Simon Riggs <[EMAIL PROTECTED]> writes:
> Changing the idea slightly might be better: if a row update would cause
> a block split, then if there is more than one row version then we vacuum
> the whole block first, then re-attempt the update.
"Block split"? I think you are confusing tables with indexes.
Chasing down prior versions of the same row is not very practical
anyway, since there is no direct way to find them.
One possibility is, if you tried to insert a row on a given page but
there's not room, to look through the other rows on the same page to see
if any are deletable (xmax below the GlobalXmin event horizon). This
strikes me as a fairly expensive operation though, especially when you
take into account the need to get rid of their index entries first.

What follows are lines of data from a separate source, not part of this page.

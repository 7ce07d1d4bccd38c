use anyhow::Context;
use argon2::{hash_encoded, verify_encoded};
use async_trait::async_trait;
use dashmap::{mapref::entry::Entry, DashMap};
use nanoid::nanoid;
use rand::{distributions::Alphanumeric, thread_rng, Rng};
use secrecy::{ExposeSecret, SecretString};
use tracing::{debug, trace};
use validator::Validate;

use super::{AuthBackend, AuthError, FederatedIdentity, Principal, ProfileUpdate};
use crate::modules::store::Timestamp;

const MIN_PASSWORD_LENGTH: usize = 6;
const UID_LENGTH: usize = 28;

struct Account {
    principal: Principal,
    password_hash: Option<String>,
    providers: Vec<(String, String)>,
}

/// In-process account service with argon2 password hashes.
#[derive(Default)]
pub struct MemoryAuth {
    accounts: DashMap<String, Account>,
    emails: DashMap<String, String>,
}

impl MemoryAuth {
    pub fn new() -> Self {
        Self::default()
    }

    fn uid_by_email(&self, email: &str) -> Option<String> {
        self.emails
            .get(&normalize_email(email))
            .map(|uid| uid.value().clone())
    }

    fn uid_by_provider(&self, provider: &str, subject: &str) -> Option<String> {
        self.accounts
            .iter()
            .find(|account| {
                account
                    .providers
                    .iter()
                    .any(|(p, s)| p == provider && s == subject)
            })
            .map(|account| account.key().clone())
    }

    fn insert_account(&self, account: Account) -> Result<Principal, AuthError> {
        let principal = account.principal.clone();
        match self.emails.entry(normalize_email(&principal.email)) {
            Entry::Occupied(_) => return Err(AuthError::EmailAlreadyInUse),
            Entry::Vacant(slot) => {
                slot.insert(principal.uid.clone());
            }
        }
        self.accounts.insert(principal.uid.clone(), account);
        trace!("Created account {}", principal.uid);
        Ok(principal)
    }
}

#[async_trait]
impl AuthBackend for MemoryAuth {
    async fn sign_up(&self, email: &str, password: SecretString) -> Result<Principal, AuthError> {
        let email = email.trim();
        if email.is_empty() || password.expose_secret().is_empty() {
            return Err(AuthError::MissingCredential);
        }
        if !validator::validate_email(email) {
            return Err(AuthError::InvalidEmail);
        }
        if password.expose_secret().chars().count() < MIN_PASSWORD_LENGTH {
            return Err(AuthError::WeakPassword);
        }
        if self.uid_by_email(email).is_some() {
            return Err(AuthError::EmailAlreadyInUse);
        }

        let now = Timestamp::now();
        self.insert_account(Account {
            principal: Principal {
                uid: nanoid!(UID_LENGTH),
                email: email.to_string(),
                display_name: None,
                photo_url: None,
                created_at: now,
                last_sign_in_time: now,
            },
            password_hash: Some(hash_pass(password)?),
            providers: Vec::new(),
        })
    }

    async fn sign_in(&self, email: &str, password: SecretString) -> Result<Principal, AuthError> {
        debug!("Verifying credentials");
        if email.trim().is_empty() || password.expose_secret().is_empty() {
            return Err(AuthError::MissingCredential);
        }

        let uid = self
            .uid_by_email(email)
            .ok_or(AuthError::WrongCredentials)?;
        let mut account = self
            .accounts
            .get_mut(&uid)
            .ok_or(AuthError::WrongCredentials)?;

        let is_valid = match &account.password_hash {
            Some(hash) => verify_encoded(hash, password.expose_secret().as_bytes())
                .context("Failed to verify password")?,
            // federated-only accounts have no password
            None => false,
        };
        if !is_valid {
            return Err(AuthError::WrongCredentials);
        }

        account.principal.last_sign_in_time = Timestamp::now();
        Ok(account.principal.clone())
    }

    async fn sign_in_federated(&self, identity: FederatedIdentity) -> Result<Principal, AuthError> {
        if identity.provider.trim().is_empty() || identity.subject.trim().is_empty() {
            return Err(AuthError::MissingCredential);
        }
        identity.validate().map_err(|_| AuthError::InvalidEmail)?;

        let known = self
            .uid_by_provider(&identity.provider, &identity.subject)
            .or_else(|| self.uid_by_email(&identity.email));

        let Some(uid) = known else {
            let now = Timestamp::now();
            return self.insert_account(Account {
                principal: Principal {
                    uid: nanoid!(UID_LENGTH),
                    email: identity.email.trim().to_string(),
                    display_name: identity.display_name,
                    photo_url: identity.photo_url,
                    created_at: now,
                    last_sign_in_time: now,
                },
                password_hash: None,
                providers: vec![(identity.provider, identity.subject)],
            });
        };

        let mut account = self
            .accounts
            .get_mut(&uid)
            .ok_or(AuthError::UserNotFound)?;
        let link = (identity.provider, identity.subject);
        if !account.providers.contains(&link) {
            debug!("Linking {} to {uid}", link.0);
            account.providers.push(link);
        }
        if account.principal.display_name.is_none() {
            account.principal.display_name = identity.display_name;
        }
        if account.principal.photo_url.is_none() {
            account.principal.photo_url = identity.photo_url;
        }
        account.principal.last_sign_in_time = Timestamp::now();
        Ok(account.principal.clone())
    }

    async fn update_profile(&self, uid: &str, update: ProfileUpdate) -> Result<Principal, AuthError> {
        let update = update.normalized();
        let mut account = self.accounts.get_mut(uid).ok_or(AuthError::UserNotFound)?;
        account.principal.display_name = update.display_name;
        account.principal.photo_url = update.photo_url;
        Ok(account.principal.clone())
    }
}

fn normalize_email(email: &str) -> String {
    email.trim().to_lowercase()
}

fn hash_pass(pass: SecretString) -> Result<String, AuthError> {
    Ok(hash_encoded(
        pass.expose_secret().as_bytes(),
        random_salt().as_bytes(),
        &argon2::Config::default(),
    )
    .context("Failed to hash pass")?)
}

fn random_salt() -> String {
    let mut rng = thread_rng();
    (0..16).map(|_| rng.sample(Alphanumeric) as char).collect()
}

Moreover, the check would often be unproductive.
The real issue with any such scheme is that you are putting maintenance
costs into the critical paths of foreground processes that are executing
user queries. I think that one of the primary advantages of the
Postgres storage design is that we keep that work outside the critical
path and delegate it to maintenance processes that can run in the
background. We shouldn't lightly toss away that advantage.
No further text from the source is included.